"Nach der Stille" im Kino:"Es war, als würde ich ein Buch schließen"

Mit übermenschlicher Kraft zu einem Neuanfang: Eine israelische Witwe trifft die Eltern des palästinensischen Selbstmordattentäters, der ihren Mann tötete. Doch anstatt auf Rache ist sie auf etwas anderes aus. Die Regisseurinnen Stephanie Bürger und Jule Ott schaffen ein Film über Trauer und Versöhnung.

Karin Steinberger

Sie sitzt schon fast, zieht den Stuhl dann doch noch eine Winzigkeit nach links, setzt sich hin, steht wieder auf, schaut zum Eingang, setzt sich auf einen anderen Stuhl, an einen anderen Tisch, dreht und ruckelt. Das alles macht sie ohne Tamtam, die meisten merken nichts davon. Dann endlich gibt sie Ruhe. Und lacht leise über ihre eigene Paranoia.

"Nach der Stille" im Kino: Szene aus der Dokumentation "Nach der Stille"

Szene aus der Dokumentation "Nach der Stille"

(Foto: Bukera Pictures)

Sie kann es nicht lassen.
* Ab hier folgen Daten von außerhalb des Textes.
// tests/quiz_flow.rs

use chrono::{DateTime, Duration, TimeZone, Utc};
use quiz_core::{
    Amount, Answer, BonusOutcome, PortError, Question, QuizDefinition, QuizError, QuizGame, QuizStatus,
    Responses, Reward, BONUS_GOLD_CATEGORY, BONUS_POINTS_CATEGORY,
};
use quiz_service::adapters::{InMemoryStore, ManualClock};
use quiz_service::scheduler::sync_statuses;
use quiz_service::QuizService;
use std::collections::BTreeSet;
use std::sync::Arc;
use uuid::Uuid;

struct TestApp {
    store: Arc<InMemoryStore>,
    clock: Arc<ManualClock>,
    service: QuizService,
}

fn start_time() -> DateTime<Utc> {
    Utc.with_ymd_and_hms(2024, 5, 6, 10, 0, 0).unwrap()
}

/// Helper that wires the service to the in-memory adapters and a fixed clock.
fn spawn_app() -> TestApp {
    let store = Arc::new(InMemoryStore::new());
    let clock = Arc::new(ManualClock::new(start_time()));
    let service = QuizService::new(
        store.clone(),
        store.clone(),
        store.clone(),
        store.clone(),
        clock.clone(),
    );
    TestApp { store, clock, service }
}

fn tagged_question(text: &str, tag: &str) -> Question {
    let mut question = Question::new(
        text,
        vec![Answer::new("right", true), Answer::new("wrong", false)],
    );
    question.tags.insert(tag.to_string());
    question
}

/// Creates an active 4-question quiz over the "routing" tag with a stocked pool.
async fn seed_quiz(app: &TestApp, pool_size: usize) -> QuizDefinition {
    let mut quiz = QuizDefinition::new(
        "Routing basics",
        start_time() - Duration::days(1),
        start_time() + Duration::days(60),
    );
    quiz.question_count = 4;
    quiz.tags.insert("routing".to_string());
    quiz.activate();
    app.service.create_quiz(&quiz).await.expect("Failed to create quiz");

    for i in 0..pool_size {
        app.store
            .add_question(QuizGame::QPOOL_CATEGORY, tagged_question(&format!("Routing {}", i), "routing"))
            .await;
    }
    // Noise that must never be assigned.
    app.store
        .add_question(QuizGame::QPOOL_CATEGORY, tagged_question("Cooking", "kitchen"))
        .await;
    app.store
        .add_question("other-game", tagged_question("Routing elsewhere", "routing"))
        .await;
    quiz
}

/// Answers the first `right` assigned questions correctly and the rest wrongly.
fn answer(questions: &[Question], right: usize) -> Responses {
    questions
        .iter()
        .enumerate()
        .map(|(i, q)| {
            let pick = if i < right { &q.answers[0] } else { &q.answers[1] };
            (q.id, [pick.id].into_iter().collect::<BTreeSet<_>>())
        })
        .collect()
}

#[tokio::test]
async fn full_lifecycle_awards_first_and_highscore_bonuses() {
    // Arrange
    let app = spawn_app();
    let quiz = seed_quiz(&app, 10).await;
    let player = Uuid::new_v4();

    // Act: first play, 3 of 4 right
    let (quiz, mut session) = app.service.open_session(player, quiz.id).await.unwrap();
    app.service.assign_questions(&quiz, &mut session).await.unwrap();
    app.service.start(&mut session).await.unwrap();
    app.clock.advance(Duration::seconds(90));
    assert_eq!(app.service.time_remaining(&quiz, &session), Some(210));

    let responses = answer(&session.questions, 3);
    let first = app.service.submit(&quiz, &mut session, &responses).await.unwrap();

    // Assert
    assert_eq!(first.reward, Reward::new(75, 22));
    assert_eq!(first.bonus, BonusOutcome::FirstSubmission(Reward::new(75, 22)));
    assert!(session.is_played());
    assert!(!app.service.can_replay(&quiz, &session));
    assert_eq!(app.service.days_until_replay(&quiz, &session), 7);

    // Act: replay after the cooldown, all right
    app.clock.advance(Duration::days(7));
    assert!(app.service.can_replay(&quiz, &session));
    let (quiz, mut session) = app.service.open_session(player, quiz.id).await.unwrap();
    app.service.start(&mut session).await.unwrap();
    let responses = answer(&session.questions, 4);
    let second = app.service.submit(&quiz, &mut session, &responses).await.unwrap();

    // Assert
    assert_eq!(second.reward, Reward::new(100, 30));
    assert_eq!(second.bonus, BonusOutcome::NewHighscore(Reward::new(25, 8)));
    assert_eq!(app.store.total_credited(player, BONUS_POINTS_CATEGORY).await, 100);
    assert_eq!(app.store.total_credited(player, BONUS_GOLD_CATEGORY).await, 30);

    let credits = app.store.credits().await;
    assert_eq!(credits.len(), 4);
    assert!(credits.iter().all(|c| c.source.as_deref() == Some(QuizGame::QPOOL_CATEGORY)));
    assert_eq!(credits[2].amount, Amount::Points(25));

    let notices = app.store.notices().await;
    assert_eq!(notices.len(), 2);
    assert_eq!(
        notices[1].render(),
        "received 25 points and 8 gold bonus for beating their highscore at quiz Routing basics"
    );

    let stored = app.service.open_session(player, quiz.id).await.unwrap().1;
    assert_eq!(stored.attempts.len(), 2);
    assert_eq!(stored.attempts.best().unwrap().points, 100);
}

#[tokio::test]
async fn worse_attempt_is_recorded_without_bonus() {
    let app = spawn_app();
    let quiz = seed_quiz(&app, 4).await;
    let player = Uuid::new_v4();

    let (quiz, mut session) = app.service.open_session(player, quiz.id).await.unwrap();
    app.service.assign_questions(&quiz, &mut session).await.unwrap();
    let questions = session.questions.clone();

    app.service.start(&mut session).await.unwrap();
    app.service.submit(&quiz, &mut session, &answer(&questions, 4)).await.unwrap();

    app.clock.advance(Duration::days(8));
    app.service.start(&mut session).await.unwrap();
    let worse = app.service.submit(&quiz, &mut session, &answer(&questions, 1)).await.unwrap();

    assert_eq!(worse.reward, Reward::new(25, 7));
    assert_eq!(worse.bonus, BonusOutcome::NotBeaten);
    assert_eq!(session.attempts.last().unwrap().points, 25);
    assert_eq!(app.store.credits().await.len(), 2);
    assert_eq!(app.store.notices().await.len(), 1);
}

#[tokio::test]
async fn assignment_happens_once_and_respects_the_filter() {
    let app = spawn_app();
    let quiz = seed_quiz(&app, 10).await;
    let player = Uuid::new_v4();

    let (quiz, mut session) = app.service.open_session(player, quiz.id).await.unwrap();
    app.service.assign_questions(&quiz, &mut session).await.unwrap();
    let first: Vec<_> = session.questions.iter().map(|q| q.id).collect();
    assert_eq!(first.len(), 4);
    assert!(session
        .questions
        .iter()
        .all(|q| q.tags.contains("routing") && q.text.starts_with("Routing ")));

    app.service.assign_questions(&quiz, &mut session).await.unwrap();
    let (_, reloaded) = app.service.open_session(player, quiz.id).await.unwrap();
    let again: Vec<_> = reloaded.questions.iter().map(|q| q.id).collect();
    assert_eq!(first, again);
}

#[tokio::test]
async fn small_pool_assigns_what_is_available() {
    let app = spawn_app();
    let quiz = seed_quiz(&app, 2).await;

    let (quiz, mut session) = app.service.open_session(Uuid::new_v4(), quiz.id).await.unwrap();
    app.service.assign_questions(&quiz, &mut session).await.unwrap();

    assert_eq!(session.questions.len(), 2);
}

#[tokio::test]
async fn unknown_question_aborts_submission() {
    let app = spawn_app();
    let quiz = seed_quiz(&app, 4).await;
    let player = Uuid::new_v4();

    let (quiz, mut session) = app.service.open_session(player, quiz.id).await.unwrap();
    app.service.assign_questions(&quiz, &mut session).await.unwrap();
    app.service.start(&mut session).await.unwrap();

    let mut responses = answer(&session.questions, 4);
    responses.insert(Uuid::new_v4(), BTreeSet::new());
    let result = app.service.submit(&quiz, &mut session, &responses).await;

    assert!(matches!(result, Err(QuizError::QuestionNotFound(_))));
    assert!(session.is_running());
    assert!(session.attempts.is_empty());
    assert!(app.store.credits().await.is_empty());
}

#[tokio::test]
async fn session_cannot_be_graded_against_another_quiz() {
    let app = spawn_app();
    let quiz = seed_quiz(&app, 4).await;
    let mut other = QuizDefinition::new(
        "Switching basics",
        start_time() - Duration::days(1),
        start_time() + Duration::days(60),
    );
    other.points_reward = 1000;
    other.activate();
    app.service.create_quiz(&other).await.unwrap();

    let (quiz, mut session) = app.service.open_session(Uuid::new_v4(), quiz.id).await.unwrap();
    app.service.assign_questions(&quiz, &mut session).await.unwrap();
    app.service.start(&mut session).await.unwrap();

    let responses = answer(&session.questions, 4);
    let result = app.service.submit(&other, &mut session, &responses).await;

    assert!(matches!(result, Err(QuizError::InvalidDefinition(_))));
    assert!(session.is_running());
    assert!(session.attempts.is_empty());
    assert!(app.store.credits().await.is_empty());
    assert!(app.store.notices().await.is_empty());
}

#[tokio::test]
async fn late_submission_is_still_graded() {
    let app = spawn_app();
    let quiz = seed_quiz(&app, 4).await;

    let (quiz, mut session) = app.service.open_session(Uuid::new_v4(), quiz.id).await.unwrap();
    app.service.assign_questions(&quiz, &mut session).await.unwrap();
    app.service.start(&mut session).await.unwrap();
    app.clock.advance(Duration::seconds(400));

    assert_eq!(app.service.time_remaining(&quiz, &session), Some(-100));
    let responses = answer(&session.questions, 2);
    let late = app.service.submit(&quiz, &mut session, &responses).await.unwrap();
    assert_eq!(late.reward, Reward::new(50, 15));
}

#[tokio::test]
async fn empty_submission_scores_zero() {
    let app = spawn_app();
    let quiz = seed_quiz(&app, 4).await;

    let (quiz, mut session) = app.service.open_session(Uuid::new_v4(), quiz.id).await.unwrap();
    app.service.start(&mut session).await.unwrap();
    let result = app.service.submit(&quiz, &mut session, &Responses::new()).await.unwrap();

    assert_eq!(result.reward, Reward::new(0, 0));
    assert_eq!(result.bonus, BonusOutcome::FirstSubmission(Reward::new(0, 0)));
}

#[tokio::test]
async fn invalid_quiz_is_rejected_and_unknown_quiz_is_not_found() {
    let app = spawn_app();
    let mut quiz = QuizDefinition::new("Broken", start_time(), start_time());
    quiz.question_count = 3;

    let err = app.service.create_quiz(&quiz).await.unwrap_err();
    assert!(matches!(err, QuizError::InvalidDefinition(_)));

    let err = app.service.open_session(Uuid::new_v4(), quiz.id).await.unwrap_err();
    assert!(matches!(err, QuizError::Port(PortError::NotFound(_))));
}

#[tokio::test]
async fn player_views_group_sessions() {
    let app = spawn_app();
    let open = seed_quiz(&app, 4).await;
    let mut old = QuizDefinition::new(
        "Old news",
        start_time() - Duration::days(30),
        start_time() - Duration::days(2),
    );
    old.expire();
    app.service.create_quiz(&old).await.unwrap();
    let player = Uuid::new_v4();

    app.service.open_session(player, open.id).await.unwrap();
    let (old, mut old_session) = app.service.open_session(player, old.id).await.unwrap();
    app.service.start(&mut old_session).await.unwrap();
    app.service.submit(&old, &mut old_session, &Responses::new()).await.unwrap();

    let qp = app.service.load_player(player).await.unwrap();
    assert_eq!(qp.quizzes.len(), 2);
    assert_eq!(qp.active_quizzes()[0].quiz.id, open.id);
    assert_eq!(qp.expired_quizzes()[0].quiz.id, old.id);
    assert_eq!(qp.played_quizzes()[0].quiz.id, old.id);
}

#[tokio::test]
async fn scheduler_follows_the_window() {
    let app = spawn_app();
    let mut upcoming = QuizDefinition::new(
        "Next week",
        start_time() + Duration::days(7),
        start_time() + Duration::days(14),
    );
    upcoming.activate();
    app.service.create_quiz(&upcoming).await.unwrap();
    let running = QuizDefinition::new("Now", start_time() - Duration::days(1), start_time() + Duration::days(1));
    app.service.create_quiz(&running).await.unwrap();

    assert_eq!(sync_statuses(&app.service).await.unwrap(), 2);
    assert_eq!(sync_statuses(&app.service).await.unwrap(), 0);

    let statuses = |quizzes: Vec<QuizDefinition>| quizzes.into_iter().map(|q| (q.name, q.status)).collect::<Vec<_>>();
    assert_eq!(
        statuses(app.service.list_quizzes().await.unwrap()),
        vec![
            ("Now".to_string(), QuizStatus::Active),
            ("Next week".to_string(), QuizStatus::Pending),
        ]
    );

    app.clock.set(start_time() + Duration::days(15));
    assert_eq!(sync_statuses(&app.service).await.unwrap(), 2);
    assert!(app.service.list_quizzes().await.unwrap().iter().all(|q| q.is_expired()));
}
Wenn die in Frankreich geborene Israelin Yaël Armanet-Chernobroda in Haifa ausgeht, muss sie im Restaurant immer den Fluchtweg im Blick haben. Es ist wie ein Zwang. Sie weiß, es würde nichts helfen. Wenn wirklich einer kommt, Bomben um den Körper geschnallt, hat sie den Ausgang im Blick. Und dann? "Ich könnte ihm noch hallo sagen", sagt sie.

So vieles verändert sich, wenn einem der Ehemann aus dem Leben gesprengt wird: "Dov, pass auf dich auf", sagte sie ihm noch, bevor sie in den Urlaub fuhr, weil sie dem Irrsinn in diesem Land für eine Weile entkommen wollte. Er blieb, ging zum Mittagessen - und kam nicht mehr zurück. Haifa, Matza Restaurant, es war der 31. März 2002, mitten in der Zweiten Intifada, als ein 24-jähriger Palästinenser ihr den Mann nahm. Dov Chernobroda, 67 Jahre alt. Es war nur ein Splitter, in den Hinterkopf. Er war sofort tot.

Mehr als neun Jahre ist das jetzt her, aber Yaël Armanet-Chernobroda kämpft noch immer. Ihr Händedruck ist wie ein Streicheln. Jahrelang konnte sie den Namen des Attentäters nicht aussprechen, wollte es gar nicht. Sie nannte ihn "Terrorist", es hatte etwas beruhigend Unnahbares. Der Terrorist. Jetzt kennt sie seinen Namen: Shadi Tobassi. Er war so jung, fast noch ein Kind.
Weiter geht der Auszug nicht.